A is for Accounting

You think accounting is boring? Propaganda! It’s the circulatory system of everything. Follow the money.

If you’re here, get ready to find out the interesting things about accounting. There will be little technical accounting explained, other than to describe it in plain English. Accounting involves a lot more philosophy than you might think. Want proof? Zero comes from the Hindu idea of the void, of the essence of balance, of the Dark Side, if you want to get pop-culturey about it.

The first office mug I ever bought.

Accountants invented writing, money, international commerce, the middle class, and spreadsheets. When Genghis Khan would take over a city, the first people he’d send in would be the accountants. The Egyptians, the Babylonians, the Romans, the Tang dynasty–most of the huge empires and great civilizations thrived because of their accountants.

perhaps “E is for Embezzle”?

Truly, as Max Bialystock says to Leo Bloom in “The Producers”:

You’re an accountant! You’re in a noble profession! The word “count” is part of your title!

Get ready for 26 topics on the history, sociology, fun facts, and weird stories about Accounting, my noble profession.

Frankly, we don’t get enough credit. Or debit, as the case may be. Given how this noble profession is the underpinning of society, you’d think we’d be treated better than to be called the “guy with the green eye-shade…” Or, consider this, one of the first quotes I ever came across, when I was first discovering T-accounts and learning about why you don’t depreciate waste baskets:

The typical accountant is a man, past middle age, spare, wrinkled, intelligent, cold, passive, non-committal, with eyes like a cod-fish; polite in contact but at the same time unresponsive, calm and damnably composed as a concrete post or a plaster of Paris cast; a petrification with a heart of feldspar and without charm of the friendly germ, minus bowels, passion or a sense of humor. Happily they never reproduce and all of them finally go to Hell.

Elbert Hubbard

That quote was from the anarchist, traveling salesman, and founder of the Roycroft Arts & Crafts community Elbert Hubbard. He also became publisher of a magazine called The Philistine, which led him to be convicted for publishing obscenities. He petitioned first President Taft, then Wilson for a pardon, eventually breaking into a presidential cabinet meeting to plead his case. They granted his freedom, which allowed him to travel overseas. He happily grabbed his passport and in May 1915 boarded The Lusitania. Maybe it served him right; someone helped to track his magazine circulation and earnings from door-to-door soap sales.

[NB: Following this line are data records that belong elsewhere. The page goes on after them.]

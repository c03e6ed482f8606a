pub(crate) mod csv_bank;
pub(crate) mod pdf_statement;
pub(crate) mod xls_html;
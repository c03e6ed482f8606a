//! Visual-order Hebrew reconstruction.
//!
//! Text extracted from the bank's PDFs stores right-to-left runs in visual
//! order, so Hebrew words arrive character-reversed. Reversing the whole
//! line restores Hebrew reading order but flips any embedded Latin or
//! numeric token, so those runs are flipped back afterwards.

fn is_hebrew(c: char) -> bool {
    ('\u{0590}'..='\u{05FF}').contains(&c)
}

pub(crate) fn contains_hebrew(s: &str) -> bool {
    s.chars().any(is_hebrew)
}

// Characters that belong to an embedded forward-reading token
fn is_ltr_token_char(c: char) -> bool {
    c.is_ascii_alphanumeric() || c == '.'
}

/// Restore logical reading order for a visually-stored line. Strings with no
/// Hebrew characters pass through untouched.
pub(crate) fn restore_visual_order(s: &str) -> String {
    if !contains_hebrew(s) {
        return s.to_string();
    }

    let mut out = String::with_capacity(s.len());
    let mut ltr_run: Vec<char> = Vec::new();
    for c in s.chars().rev() {
        if is_ltr_token_char(c) {
            ltr_run.push(c);
        } else {
            out.extend(ltr_run.drain(..).rev());
            out.push(c);
        }
    }
    out.extend(ltr_run.drain(..).rev());
    out
}

#[cfg(test)]
mod tests {
    use super::*;

    #[test]
    fn test_reverses_hebrew_words() {
        // "העברת משכורת" stored visually comes out character-reversed
        assert_eq!(restore_visual_order("תרוכשמ תרבעה"), "העברת משכורת");
        assert_eq!(restore_visual_order("תוינק רפוס"), "סופר קניות");
    }

    #[test]
    fn test_latin_only_untouched() {
        assert_eq!(restore_visual_order("PAYPAL *STEAM 42"), "PAYPAL *STEAM 42");
    }

    #[test]
    fn test_embedded_latin_token_stays_forward() {
        // Visual line with a trailing Latin/numeric token
        assert_eq!(restore_visual_order("טנרטניא VISA42"), "VISA42 אינטרנט");
    }

    #[test]
    fn test_embedded_decimal_number_stays_forward() {
        assert_eq!(restore_visual_order("הלמע 12.50"), "12.50 עמלה");
    }

    #[test]
    fn test_hebrew_detection() {
        assert!(contains_hebrew("לאומי"));
        assert!(!contains_hebrew("Leumi"));
    }
}
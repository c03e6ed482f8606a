//! End-to-end batch ingestion: multiple accounts, mixed formats, partial
//! failure, and aggregation over the merged ledger.

use pnl_core::{Category, YearMonth, aggregate};
use pnl_ingest::{ClassifierConfig, IngestError, InputFile, ingest_batch};

fn file(name: &str, content: &str) -> InputFile {
    InputFile::new(name, content.as_bytes().to_vec())
}

fn three_account_batch() -> Vec<InputFile> {
    vec![
        file(
            "checking.csv",
            "Date,Description,Amount,Balance\n\
             01/01/24,Groceries,200.00,4800.00\n\
             15/01/24,SALARY ACME,10000.00,14800.00\n\
             20/03/24,עיריית ירושלים,450.00,14350.00\n",
        ),
        file(
            "savings.csv",
            "Date,Description,Amount,Category,Type\n\
             2024-02-10,ריבית לפקדון,35.00,deposits,Income\n\
             2024-02-28,העברה עצמית,-1000.00,transfers,Transfer\n",
        ),
        file("scan.txt", "definitely not a statement\n"),
    ]
}

#[test]
fn test_one_bad_file_does_not_abort_the_batch() {
    let batch = ingest_batch(&three_account_batch(), &ClassifierConfig::default());

    assert_eq!(batch.statements.len(), 2);
    assert_eq!(batch.failures.len(), 1);
    assert_eq!(batch.failures[0].file, "scan.txt");
    assert!(matches!(
        batch.failures[0].error,
        IngestError::UnrecognizedFormat { .. }
    ));
}

#[test]
fn test_merged_ledger_keeps_source_accounts() {
    let batch = ingest_batch(&three_account_batch(), &ClassifierConfig::default());
    let merged = batch.merged_transactions();
    assert_eq!(merged.len(), 5);
    assert_eq!(
        merged
            .iter()
            .filter(|t| t.source_account == "checking")
            .count(),
        3
    );
    assert_eq!(
        merged
            .iter()
            .filter(|t| t.source_account == "savings")
            .count(),
        2
    );
}

#[test]
fn test_aggregation_conserves_flow_and_fills_gap_months() {
    let batch = ingest_batch(&three_account_batch(), &ClassifierConfig::default());
    let merged = batch.merged_transactions();
    let summary = aggregate(&merged, None);

    // January through March, February present despite carrying only the
    // savings-account rows
    assert_eq!(summary.buckets.len(), 3);
    assert_eq!(summary.buckets[0].month, YearMonth::new(2024, 1));
    assert_eq!(summary.buckets[2].month, YearMonth::new(2024, 3));

    let bucket_net: f64 = summary.buckets.iter().map(|b| b.net_flow).sum();
    let txn_net: f64 = merged.iter().map(|t| t.amount).sum();
    assert!((bucket_net - txn_net).abs() < 1e-9);

    assert_eq!(summary.expense_by_category.get(&Category::Taxes), Some(&450.0));
}

#[test]
fn test_duplicate_upload_double_counts() {
    // Known limitation: no cross-file deduplication
    let statement = file(
        "checking.csv",
        "Date,Description,Amount,Balance\n01/01/24,Groceries,200.00,4800.00\n",
    );
    let batch = ingest_batch(
        &[statement.clone(), statement],
        &ClassifierConfig::default(),
    );
    assert_eq!(batch.merged_transactions().len(), 2);
}
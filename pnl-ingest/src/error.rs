use thiserror::Error;

use crate::types::SourceFormat;

/// File-level ingestion failures. Row-level problems are not errors at this
/// level; they travel as `RowError` entries on the successful `Statement`.
#[derive(Debug, Error)]
pub enum IngestError {
    /// The detector could not classify the file. Terminal, never a guess.
    #[error("unrecognized statement format: {filename}")]
    UnrecognizedFormat { filename: String },

    /// The file passed coarse detection but its internal layout is not the
    /// expected statement layout.
    #[error("{format:?} layout mismatch: {reason}")]
    FormatMismatch {
        format: SourceFormat,
        reason: String,
    },

    /// The byte buffer is not valid UTF-8
    #[error("file is not valid UTF-8")]
    Encoding(#[from] std::str::Utf8Error),
}
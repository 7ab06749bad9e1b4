//! Progress reporting: count-style bar over the files of one subset.

use indicatif::{ProgressBar, ProgressStyle};

fn count_style() -> ProgressStyle {
    ProgressStyle::with_template(
        "{spinner:.green} {msg} {pos}/{len} [{bar:.cyan/blue}] {percent:>3}%  \
         it/s: {per_sec}  elapsed: {elapsed_precise}  eta: {eta_precise}",
    )
    .unwrap_or_else(|_| ProgressStyle::default_bar())
    .progress_chars("█▉▊▋▌▍▎▏  ")
}

/// A small wrapper around an `indicatif` count bar that can also be a no-op.
pub struct ProgressScope {
    pb: ProgressBar,
}

impl ProgressScope {
    pub fn count<T: Into<String>>(label: T, total: u64) -> Self {
        let pb = ProgressBar::new(total);
        pb.set_style(count_style());
        let label = label.into();
        if !label.is_empty() {
            pb.set_message(label);
        }
        pb.enable_steady_tick(std::time::Duration::from_millis(100));
        Self { pb }
    }

    pub fn hidden() -> Self {
        Self { pb: ProgressBar::hidden() }
    }

    /// Visible bar when `enabled`, otherwise a hidden one.
    pub fn count_if<T: Into<String>>(enabled: bool, label: T, total: u64) -> Self {
        if enabled {
            Self::count(label, total)
        } else {
            Self::hidden()
        }
    }

    #[inline]
    pub fn inc_items(&self, delta: u64) {
        self.pb.inc(delta);
    }

    pub fn finish<T: Into<String>>(&self, msg: T) {
        self.pb.finish_with_message(msg.into());
    }
}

None of the accountants I worked with had eyes like a cod-fish–some of the Executive Vice Presidents, now, that’s another story. But for the accountants, the ones who sit against the back wall during the big meeting with giant binders full of answers, then produce the key statistic at the critical juncture of the meeting….! These blogs are for you. We know how extremely creative we are. Just look at what Excel Ninjas can truly do!

Ninjas created IN Excel!

badge a to z challenge 2021

8 Replies to “A is for Accounting”

  1. I always admired accountants. I even took some courses when I was a very young woman, in preparation to be a computer programmer. It was quickly discovered that the math turned out to be an insurmountable object for me in mastering accounting ‘concepts’. I understood them well enough (to a point), I just never could get them to work properly for me. Well it is what it is. I’ll look forward to your posts about your career with some relish!

    1. Melanie, if you did take up programming, then I salute you! I often think I was pushed out of it because it was such a male profession (people THINK it’s male-dominated now, try 1983!!!). Also, I took up accounting in part because Analytical Geometry (i.e. Trigonometry) and Calculus was so much more difficult. I think you had the wrong teacher if you perceived the math to be too hard; accounting math is no more difficult than add, multiply, divide. But there ARE a ton of “special” terms and new definitions to learn and all that can be daunting. Basic accounting is just making the left and right side balance. But let’s see if I can make that clear… only 25 more days to try!! thanks for the comment.

      1. One of my sons is studying to get a masters in accounting right now [after a BS in economics and minor in business a few years ago]. I convinced (lightly nudged) him to start during this novel coronavirus. We recently had a conversation in which his father asked what an actuary does. His response was along the lines that he wasn’t sure but thought it took more math (which he doesn’t want to do). I have another son who went the math route (as one of his bachelors), and (more) data science later (having minored before).

    1. I’ll take that as a challenge! Accountants make it look boring because shhhh otherwise will want to be one… thanks for your comment!